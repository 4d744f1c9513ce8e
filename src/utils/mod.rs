//! Shared utilities

pub mod error;

pub use error::{ErrorResponse, PlayerError, PlayerResult};
//! Frame log capture
//!
//! A portable capture backend that records frame timestamps instead of
//! pixels. Used for headless playback runs where no screen is available;
//! the resulting artifact is a CSV log of the captured frame times.

use super::traits::{CaptureError, CaptureResult, CaptureService, RecordingArtifact, RecordingHandle};
use async_trait::async_trait;
use parking_lot::Mutex;
use std::fmt::Write;
use std::sync::atomic::{AtomicBool, Ordering};
use std::sync::Arc;
use std::time::Duration;
use tokio::task::JoinHandle;

/// Default capture rate
pub const DEFAULT_FPS: u32 = 30;

/// Highest rate with a non-zero frame interval at millisecond resolution
pub const MAX_FPS: u32 = 1000;

struct ActiveCapture {
    handle: RecordingHandle,
    is_recording: Arc<AtomicBool>,
    frames: Arc<Mutex<String>>,
    task: JoinHandle<u64>,
}

/// Capture backend that logs one line per frame tick
pub struct FrameLogCapture {
    fps: u32,
    active: Mutex<Option<ActiveCapture>>,
}

impl FrameLogCapture {
    pub fn new(fps: u32) -> Self {
        Self {
            fps: fps.clamp(1, MAX_FPS),
            active: Mutex::new(None),
        }
    }

    pub fn is_recording(&self) -> bool {
        self.active
            .lock()
            .as_ref()
            .map(|a| a.is_recording.load(Ordering::SeqCst))
            .unwrap_or(false)
    }
}

impl Default for FrameLogCapture {
    fn default() -> Self {
        Self::new(DEFAULT_FPS)
    }
}

#[async_trait]
impl CaptureService for FrameLogCapture {
    fn name(&self) -> &str {
        "frame-log"
    }

    async fn start(&self) -> CaptureResult<RecordingHandle> {
        let mut active = self.active.lock();
        if active.is_some() {
            return Err(CaptureError::AlreadyRecording);
        }

        let handle = RecordingHandle::new();
        let is_recording = Arc::new(AtomicBool::new(true));
        let frames = Arc::new(Mutex::new(String::from("frame,index,elapsed_ms\n")));

        let task = {
            let is_recording = is_recording.clone();
            let frames = frames.clone();
            let frame_interval = Duration::from_millis(1000 / self.fps as u64);

            tokio::spawn(async move {
                let start_time = tokio::time::Instant::now();
                let mut frame_count = 0u64;

                while is_recording.load(Ordering::SeqCst) {
                    let timestamp = start_time.elapsed().as_millis();
                    let _ = writeln!(frames.lock(), "frame,{},{}", frame_count, timestamp);

                    frame_count += 1;
                    tokio::time::sleep(frame_interval).await;
                }

                tracing::info!("Frame log capture stopped. Captured {} frames", frame_count);
                frame_count
            })
        };

        *active = Some(ActiveCapture {
            handle: handle.clone(),
            is_recording,
            frames,
            task,
        });

        tracing::info!("Frame log capture started at {} fps", self.fps);
        Ok(handle)
    }

    async fn stop(&self, handle: &RecordingHandle) -> CaptureResult<Option<RecordingArtifact>> {
        let capture = {
            let mut active = self.active.lock();
            match active.as_ref() {
                Some(a) if a.handle.id == handle.id => active.take(),
                _ => None,
            }
        };

        let Some(capture) = capture else {
            return Err(CaptureError::NotRecording);
        };

        capture.is_recording.store(false, Ordering::SeqCst);
        let frame_count = capture.task.await.unwrap_or(0);

        let log = std::mem::take(&mut *capture.frames.lock());
        tracing::debug!("Frame log holds {} frames", frame_count);

        Ok(Some(RecordingArtifact::new(
            handle.id,
            "text/csv",
            log.into_bytes(),
        )))
    }
}

#[cfg(test)]
mod tests {
    use super::*;

    #[tokio::test(start_paused = true)]
    async fn test_capture_logs_frames() {
        let capture = FrameLogCapture::new(10);
        let handle = capture.start().await.unwrap();
        assert!(capture.is_recording());

        tokio::time::sleep(Duration::from_millis(1050)).await;

        let artifact = capture.stop(&handle).await.unwrap().unwrap();
        assert!(!capture.is_recording());

        let log = String::from_utf8(artifact.data().to_vec()).unwrap();
        let frames = log.lines().skip(1).count();
        assert!(frames >= 10, "expected at least 10 frames, got {frames}");
        assert_eq!(artifact.extension(), "csv");
    }

    #[tokio::test(start_paused = true)]
    async fn test_frame_rate_is_clamped() {
        assert_eq!(FrameLogCapture::new(0).fps, 1);
        assert_eq!(FrameLogCapture::new(5000).fps, MAX_FPS);

        let capture = FrameLogCapture::new(u32::MAX);
        let handle = capture.start().await.unwrap();
        tokio::time::sleep(Duration::from_millis(100)).await;

        let artifact = capture.stop(&handle).await.unwrap().unwrap();
        let frames = String::from_utf8(artifact.data().to_vec())
            .unwrap()
            .lines()
            .skip(1)
            .count();
        assert!(frames <= 102, "frame log ran away: {frames} frames");
    }

    #[tokio::test]
    async fn test_single_recording_at_a_time() {
        let capture = FrameLogCapture::default();
        let handle = capture.start().await.unwrap();
        assert!(matches!(capture.start().await, Err(CaptureError::AlreadyRecording)));

        capture.stop(&handle).await.unwrap();
        assert!(matches!(capture.stop(&handle).await, Err(CaptureError::NotRecording)));
    }
}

--- --- ---

Your answer must consist only of the lines from the start of the records above through the line with "pub fn new(fps: u32)", each retyped exactly.

repository 4d744f1c9513ce8e
filename src/utils/mod.rs
//! Shared utilities

pub mod error;

pub use error::{ErrorResponse, PlayerError, PlayerResult};
//! Frame log capture
//!
//! A portable capture backend that records frame timestamps instead of
//! pixels. Used for headless playback runs where no screen is available;
//! the resulting artifact is a CSV log of the captured frame times.

use super::traits::{CaptureError, CaptureResult, CaptureService, RecordingArtifact, RecordingHandle};
use async_trait::async_trait;
use parking_lot::Mutex;
use std::fmt::Write;
use std::sync::atomic::{AtomicBool, Ordering};
use std::sync::Arc;
use std::time::Duration;
use tokio::task::JoinHandle;

/// Default capture rate
pub const DEFAULT_FPS: u32 = 30;

/// Highest rate with a non-zero frame interval at millisecond resolution
pub const MAX_FPS: u32 = 1000;

struct ActiveCapture {
    handle: RecordingHandle,
    is_recording: Arc<AtomicBool>,
    frames: Arc<Mutex<String>>,
    task: JoinHandle<u64>,
}

/// Capture backend that logs one line per frame tick
pub struct FrameLogCapture {
    fps: u32,
    active: Mutex<Option<ActiveCapture>>,
}

impl FrameLogCapture {
    pub fn new(fps: u32) -> Self {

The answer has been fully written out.